" Maria's voice came up the stairway in a monotone. Marcus and
McTeague caught a phrase from time to time.
"There were more than a hundred pieces, and every one of them gold--just
that punch-bowl was worth a fortune-thick, fat, red gold."
"Get onto to that, will you?" observed Marcus. "The old skin has got her
started on the plate. Ain't they a pair for you?"
"And it rang like bells, didn't it?" prompted Zerkow.
"Sweeter'n church bells, and clearer."
"Ah, sweeter'n bells. Wasn't that punch-bowl awful heavy?"

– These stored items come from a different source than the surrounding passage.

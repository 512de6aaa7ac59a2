use std::collections::HashMap;
use std::path::PathBuf;
use ratatui::text::Line;

use crate::controller::{Completion, ConversationController};

/// How many ticks a notice stays in the footer (~3 seconds)
const NOTICE_TICKS: u8 = 10;

pub const HELP_TEXT: &str =
    "@imagine <prompt> draws an image, /photo <path> labels a photo, /clear, /quit";

#[derive(Debug, Clone, Copy, PartialEq, Eq)]
pub enum InputMode {
    Normal,
    Editing,
}

/// Slash commands typed into the input line
#[derive(Debug, Clone, PartialEq, Eq)]
pub enum Command {
    Photo(PathBuf),
    Clear,
    Quit,
    Help,
    /// Anything else goes to the controller as chat text
    Text(String),
}

impl Command {
    pub fn parse(input: &str) -> Self {
        let trimmed = input.trim();
        match trimmed.split_once(char::is_whitespace) {
            Some(("/photo", path)) if !path.trim().is_empty() => {
                Command::Photo(expand_home(path.trim()))
            }
            _ => match trimmed {
                "/clear" => Command::Clear,
                "/quit" | "/exit" => Command::Quit,
                "/help" | "/photo" => Command::Help,
                _ => Command::Text(input.to_string()),
            },
        }
    }
}

/// Expands a leading `~` to the home directory.
pub fn expand_home(path: &str) -> PathBuf {
    let rest = match path.strip_prefix('~') {
        Some(rest) if rest.is_empty() || rest.starts_with('/') => rest.trim_start_matches('/'),
        _ => return PathBuf::from(path),
    };
    match dirs::home_dir() {
        Some(home) if rest.is_empty() => home,
        Some(home) => home.join(rest),
        None => PathBuf::from(path),
    }
}

/// A transient footer message
#[derive(Debug, Clone)]
pub struct Notice {
    pub text: String,
    ticks_left: u8,
}

pub struct App {
    pub should_quit: bool,
    pub input_mode: InputMode,

    // Input line
    pub input: String,
    pub cursor: usize, // cursor position in chars

    // Conversation
    pub controller: ConversationController,
    pub model_label: String,

    // Chat pane scroll state
    pub scroll: u16,
    pub follow_bottom: bool,
    pub chat_height: u16,     // inner height, updated during render
    pub chat_total_lines: u16, // wrapped line count, updated during render

    // Typing animation, 0-2
    pub animation_frame: u8,

    pub notice: Option<Notice>,

    /// Rendered thumbnails by image path; `None` when the file can't be shown
    pub thumbnails: HashMap<String, Option<Vec<Line<'static>>>>,
}

impl App {
    pub fn new(controller: ConversationController, model_label: impl Into<String>) -> Self {
        Self {
            should_quit: false,
            input_mode: InputMode::Editing,
            input: String::new(),
            cursor: 0,
            controller,
            model_label: model_label.into(),
            scroll: 0,
            follow_bottom: true,
            chat_height: 0,
            chat_total_lines: 0,
            animation_frame: 0,
            notice: None,
            thumbnails: HashMap::new(),
        }
    }

    /// Enter on the input line
    pub fn submit_input(&mut self) {
        let input = std::mem::take(&mut self.input);
        self.cursor = 0;

        match Command::parse(&input) {
            Command::Photo(path) => {
                self.controller.submit_user_image(path);
                self.show_notice("Labelling photo...");
            }
            Command::Clear => {
                self.controller.clear();
                self.thumbnails.clear();
                self.scroll = 0;
                self.follow_bottom = true;
            }
            Command::Quit => self.should_quit = true,
            Command::Help => self.show_notice(HELP_TEXT),
            Command::Text(text) => {
                if self.controller.submit_user_text(&text) {
                    self.scroll_to_bottom();
                } else {
                    // Keep what was typed; blank input is a no-op
                    self.input = input;
                    self.cursor = self.input.chars().count();
                }
            }
        }
    }

    pub fn apply_completion(&mut self, completion: Completion) {
        let appends = !matches!(completion, Completion::Notice(_));
        self.controller.apply(completion);

        while let Some(notice) = self.controller.take_notice() {
            self.show_notice(notice);
        }
        if appends {
            self.scroll_to_bottom();
        }
    }

    pub fn show_notice(&mut self, text: impl Into<String>) {
        self.notice = Some(Notice {
            text: text.into(),
            ticks_left: NOTICE_TICKS,
        });
    }

    /// Tick animation frame and expire notices
    pub fn tick(&mut self) {
        if self.controller.pending() > 0 {
            self.animation_frame = (self.animation_frame + 1) % 3;
        }

        if let Some(notice) = &mut self.notice {
            notice.ticks_left = notice.ticks_left.saturating_sub(1);
            if notice.ticks_left == 0 {
                self.notice = None;
            }
        }
    }

    /// Pin the view to the newest message; resolved against real sizes on the next render
    pub fn scroll_to_bottom(&mut self) {
        self.follow_bottom = true;
    }

    pub fn max_scroll(&self) -> u16 {
        self.chat_total_lines.saturating_sub(self.chat_height)
    }

    pub fn scroll_up(&mut self, lines: u16) {
        if self.follow_bottom {
            self.scroll = self.max_scroll();
            self.follow_bottom = false;
        }
        self.scroll = self.scroll.saturating_sub(lines);
    }

    pub fn scroll_down(&mut self, lines: u16) {
        self.scroll = self.scroll.saturating_add(lines).min(self.max_scroll());
        if self.scroll >= self.max_scroll() {
            self.follow_bottom = true;
        }
    }

    pub fn half_page(&self) -> u16 {
        (self.chat_height / 2).max(1)
    }
}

"All you could do to lift it."
"I know. Oh, I know," answered Zerkow, clawing at his lips. "Where did
it all go to? Where did it go?"
Maria shook her head.
"It's gone, anyhow."
"Ah, gone, gone! Think of it! The punch-bowl gone, and the engraved
ladle, and the plates and goblets. What a sight it must have been all
heaped together!"
"It was a wonderful sight."
"Yes, wonderful; it must have been."
On the lower steps of that cheap flat, the Mexican woman and the
red-haired Polish Jew mused long over that vanished, half-mythical gold
plate.
Marcus and the dentist spent Washington's Birthday across the bay. The
journey over was one long agony to McTeague.